# Driver's License in Egypt



## Sophy (Jan 4, 2014)

Hello everyone!

I'm a Swedish girl named Sofia, who lives in the village Marsa Alam, and I have one question.

Does anyone of you know if it's possible for me, that is _no_ Egyptian citizen, to get a Driver's license in here in Egypt, _without_ already having a european license? 

Thanks!


----------



## MaidenScotland (Jun 6, 2009)

Hi

Yes, but first you have to have residency then you can apply for a licence


----------



## Sophy (Jan 4, 2014)

Okay, thanks!

Leaves me to one further question... How do I get residency? 

Thank you!


----------



## hurghadapat (Mar 26, 2010)

Sophy said:


> Okay, thanks!
> 
> Leaves me to one further question... How do I get residency?
> 
> Thank you!


You should be able to do it by just extending your tourist visa.....have a look here.

http://www.expatforum.com/expats/eg...living-egypt/87175-driving-test-hurghada.html


----------



## Helen Ellis (Aug 9, 2008)

Hope you brought your Certificates of Education with you! You'll need them to get a licence.


----------



## Sophy (Jan 4, 2014)

Helen Ellis said:


> Hope you brought your Certificates of Education with you! You'll need them to get a licence.


What is that? Education of what?


----------



## theottoman2001 (Jan 8, 2014)

*Moving Marsa Alam*

Hi,

Are you still living there by chance?

We are considering to move there for a work opportunity.
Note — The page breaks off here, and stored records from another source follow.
//! "Local" transport where we have access to `/dev/mem` mapped FPGA fabric

use super::{
    Transport,
    TransportResult,
};
use crate::core::{
    Register,
    RegisterMap,
};
use memmap2::{
    MmapMut,
    MmapOptions,
};
use nix::libc::O_SYNC;
use std::{
    fs::File,
    os::unix::fs::OpenOptionsExt,
};
use tracing::trace;

#[derive(Debug, thiserror::Error)]
pub enum Error {
    #[error("File IO error")]
    Io(#[from] std::io::Error),
    #[error("The register map is empty, nothing to map")]
    EmptyRegisterMap,
}

/// A local connection to FPGA fabric via `/dev/mem`
#[derive(Debug)]
pub struct Local {
    mem: MmapMut,
    registers: RegisterMap,
    base_addr: usize,
}

impl Local {
    /// Construct a new local `/dev/mem` transport spanning every register
    /// in `registers`.
    ///
    /// Note: this may require some file permission bologna
    /// # Errors
    /// Returns errors on file IO errors or an empty register map
    pub fn new(registers: RegisterMap) -> Result<Self, Error> {
        // Find the min and max register addrs to determine the memory space
        // we want to map
        let mut base_addr = usize::MAX;
        let mut top_addr = 0;
        for reg in registers.values() {
            base_addr = base_addr.min(reg.addr);
            top_addr = top_addr.max(reg.addr + reg.length);
        }
        if registers.is_empty() {
            return Err(Error::EmptyRegisterMap);
        }
        // O_SYNC keeps the kernel from write-combining our MMIO traffic
        let mem = File::options()
            .read(true)
            .write(true)
            .custom_flags(O_SYNC)
            .open("/dev/mem")?;
        let mmap = unsafe {
            MmapOptions::new()
                .len(top_addr - base_addr)
                .offset(base_addr as u64)
                .map_mut(&mem)?
        };
        Ok(Self {
            mem: mmap,
            registers,
            base_addr,
        })
    }

    fn lookup(&self, register: &str) -> TransportResult<Register> {
        self.registers
            .get(register)
            .copied()
            .ok_or_else(|| super::Error::MissingRegister(register.to_string()))
    }
}

impl Transport for Local {
    fn is_running(&mut self) -> TransportResult<bool> {
        // If the mapping succeeded, the fabric is there to talk to
        Ok(true)
    }

    fn read_n_bytes(
        &mut self,
        register: &str,
        offset: usize,
        n: usize,
    ) -> TransportResult<Vec<u8>> {
        let reg = self.lookup(register)?;
        if reg.length < offset + n {
            return Err(super::Error::OutOfBounds(register.to_string()));
        }
        let start = reg.addr - self.base_addr + offset;
        let src = self.mem.as_ptr();
        let mut bytes = vec![0u8; n];
        for (i, byte) in bytes.iter_mut().enumerate() {
            // Volatile so the compiler can neither elide nor reorder the
            // MMIO loads
            *byte = unsafe { src.add(start + i).read_volatile() };
        }
        trace!(register, offset, n, "local read");
        Ok(bytes)
    }

    fn write_bytes(&mut self, register: &str, offset: usize, data: &[u8]) -> TransportResult<()> {
        let reg = self.lookup(register)?;
        if reg.length < offset + data.len() {
            return Err(super::Error::OutOfBounds(register.to_string()));
        }
        let start = reg.addr - self.base_addr + offset;
        let dst = self.mem.as_mut_ptr();
        for (i, byte) in data.iter().enumerate() {
            unsafe { dst.add(start + i).write_volatile(*byte) };
        }
        trace!(register, offset, len = data.len(), "local write");
        Ok(())
    }

    fn listdev(&mut self) -> TransportResult<RegisterMap> {
        Ok(self.registers.clone())
    }
}
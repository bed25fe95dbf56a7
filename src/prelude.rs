//! Prelude (helpful reexports) for this package

pub use crate::{
    blocks::{
        bram::GatedBram,
        ctrl::{
            GateRegister,
            U32Register,
        },
    },
    core::{
        word_from_halves,
        word_halves,
        AxiBringup,
        BringupLayout,
    },
    transport::{
        local::Local,
        mock::Mock,
        Transport,
    },
};
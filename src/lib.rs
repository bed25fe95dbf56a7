//! Monitor and control of an AXI-lite gated BRAM peripheral.
//!
//! The design exposes four 32-bit control registers and a 128-bit-wide BRAM
//! whose data port sits behind an access-enable gate (bit 0 of the last
//! control register). Register addresses are injected through a
//! [`core::BringupLayout`] rather than baked in, so the same blocks run
//! against a live board over [`transport::local::Local`] or against the
//! simulated [`transport::mock::Mock`] in tests.

pub mod blocks;
pub mod core;
pub mod prelude;
pub mod transport;
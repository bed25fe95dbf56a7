//! The gated BRAM block: a 128-bit-wide memory whose data port is only
//! reachable while the enable bit in its companion control register is set.

use crate::{
    core::BRAM_WORD_BYTES,
    transport::Transport,
};
use std::sync::{
    Arc,
    Mutex,
    Weak,
};
use thiserror::Error;
use tracing::debug;

const GATE_OPEN: u32 = 0b1;
const GATE_CLOSED: u32 = 0b0;

#[derive(Debug, Error)]
pub enum Error {
    #[error(transparent)]
    Transport(#[from] crate::transport::Error),
    #[error("Out of bounds addressing")]
    OutOfBounds,
}

/// The gated BRAM accessor.
///
/// Every transfer is a fixed three-step sequence: open the gate, move the
/// 128-bit word, close the gate. The whole triple runs under one lock on
/// the shared transport, so blocks in the same process can't interleave
/// with it.
#[derive(Debug)]
pub struct GatedBram<T> {
    /// Upwards pointer to the parent class' transport
    transport: Weak<Mutex<T>>,
    /// The name of the BRAM data port
    name: String,
    /// The name of the control register holding the enable gate
    gate: String,
    /// Size of the BRAM in 128-bit words
    size: usize,
}

impl<T> GatedBram<T>
where
    T: Transport,
{
    #[must_use]
    pub fn new(transport: &Arc<Mutex<T>>, reg_name: &str, gate_name: &str, size: usize) -> Self {
        Self {
            transport: Arc::downgrade(transport),
            name: reg_name.to_string(),
            gate: gate_name.to_string(),
            size,
        }
    }

    /// Depth of the BRAM in 128-bit words
    #[must_use]
    pub fn size(&self) -> usize {
        self.size
    }

    /// Write one 128-bit word to slot `index` of the BRAM
    /// # Errors
    /// Returns an error on transport errors or an out of bounds `index`
    #[allow(clippy::missing_panics_doc)]
    pub fn write(&self, index: usize, value: u128) -> Result<(), Error> {
        if index >= self.size {
            return Err(Error::OutOfBounds);
        }
        let tarc = self.transport.upgrade().unwrap();
        let mut transport = (*tarc).lock().unwrap();
        debug!(index, "gated BRAM write");
        // The hardware never acks that the gate took effect; we rely on the
        // bus preserving the order of the two stores
        transport.write(&self.gate, 0, &GATE_OPEN)?;
        transport.write(&self.name, index * BRAM_WORD_BYTES, &value)?;
        transport.write(&self.gate, 0, &GATE_CLOSED)?;
        Ok(())
    }

    /// Read one 128-bit word from slot `index` of the BRAM
    /// # Errors
    /// Returns an error on transport errors or an out of bounds `index`
    #[allow(clippy::missing_panics_doc)]
    pub fn read(&self, index: usize) -> Result<u128, Error> {
        if index >= self.size {
            return Err(Error::OutOfBounds);
        }
        let tarc = self.transport.upgrade().unwrap();
        let mut transport = (*tarc).lock().unwrap();
        debug!(index, "gated BRAM read");
        transport.write(&self.gate, 0, &GATE_OPEN)?;
        let value = transport.read(&self.name, index * BRAM_WORD_BYTES)?;
        transport.write(&self.gate, 0, &GATE_CLOSED)?;
        Ok(value)
    }
}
Any advice you can give would be great.

Did you get your drivers license?

All the best, Thanks


----------



## Sophy (Jan 4, 2014)

Hello!

Yes, I am still living here in Marsa Alam.
As I understand you're moving here for a job. Well, that's good because to be quite honest it's not so much to do here. Don't get me wrong, I love it. I came for this quiet, peaceful life. The people living here are just that, quiet and peaceful, and here is sweet restaurants with local food, cosy coffee shops, one of my favourite is the very nice coffee shop called . But if you're looking for more night life, I can't recommend this village.

It was actually my egyptian boyfriend who fixed this apartment for me, and he told me I was lucky to get a new, clean one. But the rents are quite low, and they're building a lot of new apartments. I will ask my boyfriend for more information about apartments. Or do your job opportunity arrange something for you? Many do. Either way, ask anything you want to know and I will ask my more experienced boyfriend.

And no, I haven't applied for a driver's license yet, thanks!


----------



## theottoman2001 (Jan 8, 2014)

theottoman2001 said:


> Hi,
> 
> Are you still living there by chance?
> 
> ...


Hey, great to get your reply. We are looking at a job.

Are you in the village say 1hr south the from international airport?

If successful the company is considering housing some staff members in this area. Already 1 or 2 are there. The work site is a gold mine 30 km west.

We are in an expat role now. So if we can get some fresh food and other things and enjoy the locality etc. for diving I think it might be a great place for a few years.

We are so grateful for your help. I will stay in touch if that's is okay and may have a few more questions.

All the best, Thanks, Chris


----------



## Sophy (Jan 4, 2014)

Yes, I am in that village, 1h south from the international airport 

Alright, yes I've seen a lot of gold mine workers here! 

I enjoy the local food, and most restaurants are fresh. At least I've been living here for 40 days now and not once did I get sick, nor stomach problems. The diving here is wonderful too, of course. This is the reason (apart from my boyfriend) that I moved here. There are plenty of good diving centers in this area.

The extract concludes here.